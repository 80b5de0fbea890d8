//! Authentication HTTP Handlers
//!
//! Login is simulated: any well-formed username and non-empty password are
//! accepted after a configurable delay. The returned token is an opaque
//! session id, not a signed credential.

use std::sync::LazyLock;

use axum::extract::State;
use axum::http::StatusCode;
use axum::Json;
use chrono::{DateTime, Utc};
use console_common::{AdminType, SessionUser, UserProfile};
use regex::Regex;
use serde::{Deserialize, Serialize};
use uuid::Uuid;
use validator::Validate;

use super::error::{AuthError, AuthResult};
use crate::api::AppState;
use crate::permissions::{Permission, Session};

// ============================================================================
// Request/Response Types
// ============================================================================

/// Username validation regex.
static USERNAME_REGEX: LazyLock<Regex> =
    LazyLock::new(|| Regex::new(r"^[a-z0-9_.]{3,32}$").unwrap());

/// Login request.
#[derive(Debug, Deserialize, Validate)]
pub struct LoginRequest {
    /// Username (3-32 lowercase alphanumeric, `_` or `.`).
    #[validate(regex(path = *USERNAME_REGEX))]
    pub username: String,
    /// Password (any non-empty value is accepted).
    #[validate(length(min = 1, max = 128))]
    pub password: String,
    /// Admin type to sign in as.
    pub admin_type: String,
    /// Role within the admin type.
    #[validate(length(min = 1, max = 64))]
    pub role: String,
    /// Display name (optional, defaults to username).
    #[validate(length(max = 64))]
    pub display_name: Option<String>,
}

/// Context switch request.
#[derive(Debug, Deserialize, Validate)]
pub struct SwitchContextRequest {
    /// Admin type to switch to.
    pub admin_type: String,
    /// Role within the new admin type.
    #[validate(length(min = 1, max = 64))]
    pub role: String,
}

/// Session as exposed to API clients.
#[derive(Debug, Clone, Serialize, Deserialize)]
pub struct SessionView {
    pub id: Uuid,
    pub user: UserProfile,
    pub admin_type: AdminType,
    pub role: String,
    pub permissions: Vec<Permission>,
    /// Whether the session holds the super-admin token.
    pub super_admin: bool,
    pub established_at: DateTime<Utc>,
}

impl From<&Session> for SessionView {
    fn from(session: &Session) -> Self {
        Self {
            id: session.id,
            user: UserProfile::from(&session.user),
            admin_type: session.admin_type,
            role: session.role.clone(),
            permissions: session.permissions.clone(),
            super_admin: session.is_super_admin(),
            established_at: session.established_at,
        }
    }
}

/// Login response.
#[derive(Debug, Serialize, Deserialize)]
pub struct LoginResponse {
    /// Bearer token for subsequent requests.
    pub token: String,
    pub session: SessionView,
}

// ============================================================================
// Helper Functions
// ============================================================================

fn parse_admin_type(value: &str) -> AuthResult<AdminType> {
    value
        .parse()
        .map_err(|e: console_common::Error| AuthError::Validation(e.to_string()))
}

// ============================================================================
// Handlers
// ============================================================================

/// Sign in as a role within an admin type.
///
/// POST /auth/login
#[tracing::instrument(skip(state, body), fields(username = %body.username, role = %body.role))]
pub async fn login(
    State(state): State<AppState>,
    Json(body): Json<LoginRequest>,
) -> AuthResult<Json<LoginResponse>> {
    body.validate()?;
    let admin_type = parse_admin_type(&body.admin_type)?;

    let delay = state.config.mock_login_delay();
    if !delay.is_zero() {
        tokio::time::sleep(delay).await;
    }

    let user = SessionUser {
        id: Uuid::now_v7(),
        display_name: body
            .display_name
            .clone()
            .filter(|name| !name.trim().is_empty())
            .unwrap_or_else(|| body.username.clone()),
        username: body.username,
        signed_in_at: Utc::now(),
    };

    let session = Session::establish(user, admin_type, &body.role, &state.roles);
    if session.permissions.is_empty() {
        tracing::info!(admin_type = %admin_type, "Login rejected: role grants nothing");
        return Err(AuthError::UnknownRole(session.role_key().to_string()));
    }

    state.sessions.insert(session.clone());
    tracing::info!(
        session_id = %session.id,
        admin_type = %admin_type,
        permissions = session.permissions.len(),
        "Session established"
    );

    Ok(Json(LoginResponse {
        token: session.id.to_string(),
        session: SessionView::from(&session),
    }))
}

/// Switch the current session to another admin type and role.
///
/// POST /auth/switch
#[tracing::instrument(skip(state, session, body), fields(session_id = %session.id))]
pub async fn switch_context(
    State(state): State<AppState>,
    session: Session,
    Json(body): Json<SwitchContextRequest>,
) -> AuthResult<Json<SessionView>> {
    body.validate()?;
    let admin_type = parse_admin_type(&body.admin_type)?;

    let switched = session.switch_context(admin_type, &body.role, &state.roles);
    if switched.permissions.is_empty() {
        return Err(AuthError::UnknownRole(switched.role_key().to_string()));
    }

    if !state.sessions.replace(switched.clone()) {
        return Err(AuthError::InvalidSession);
    }

    tracing::info!(
        from = %session.role_key(),
        to = %switched.role_key(),
        "Session context switched"
    );

    Ok(Json(SessionView::from(&switched)))
}

/// End the current session.
///
/// POST /auth/logout
#[tracing::instrument(skip(state, session), fields(session_id = %session.id))]
pub async fn logout(State(state): State<AppState>, session: Session) -> StatusCode {
    state.sessions.remove(session.id);
    tracing::info!("Session ended");
    StatusCode::NO_CONTENT
}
□ □ □ □ □ □ □
● Exercise goal: The answer is each line in which the word "accepted" occurs, copied from the material above.

● Solution for this problem:
//! accepted after a configurable delay. The returned token is an opaque
    /// Password (any non-empty value is accepted).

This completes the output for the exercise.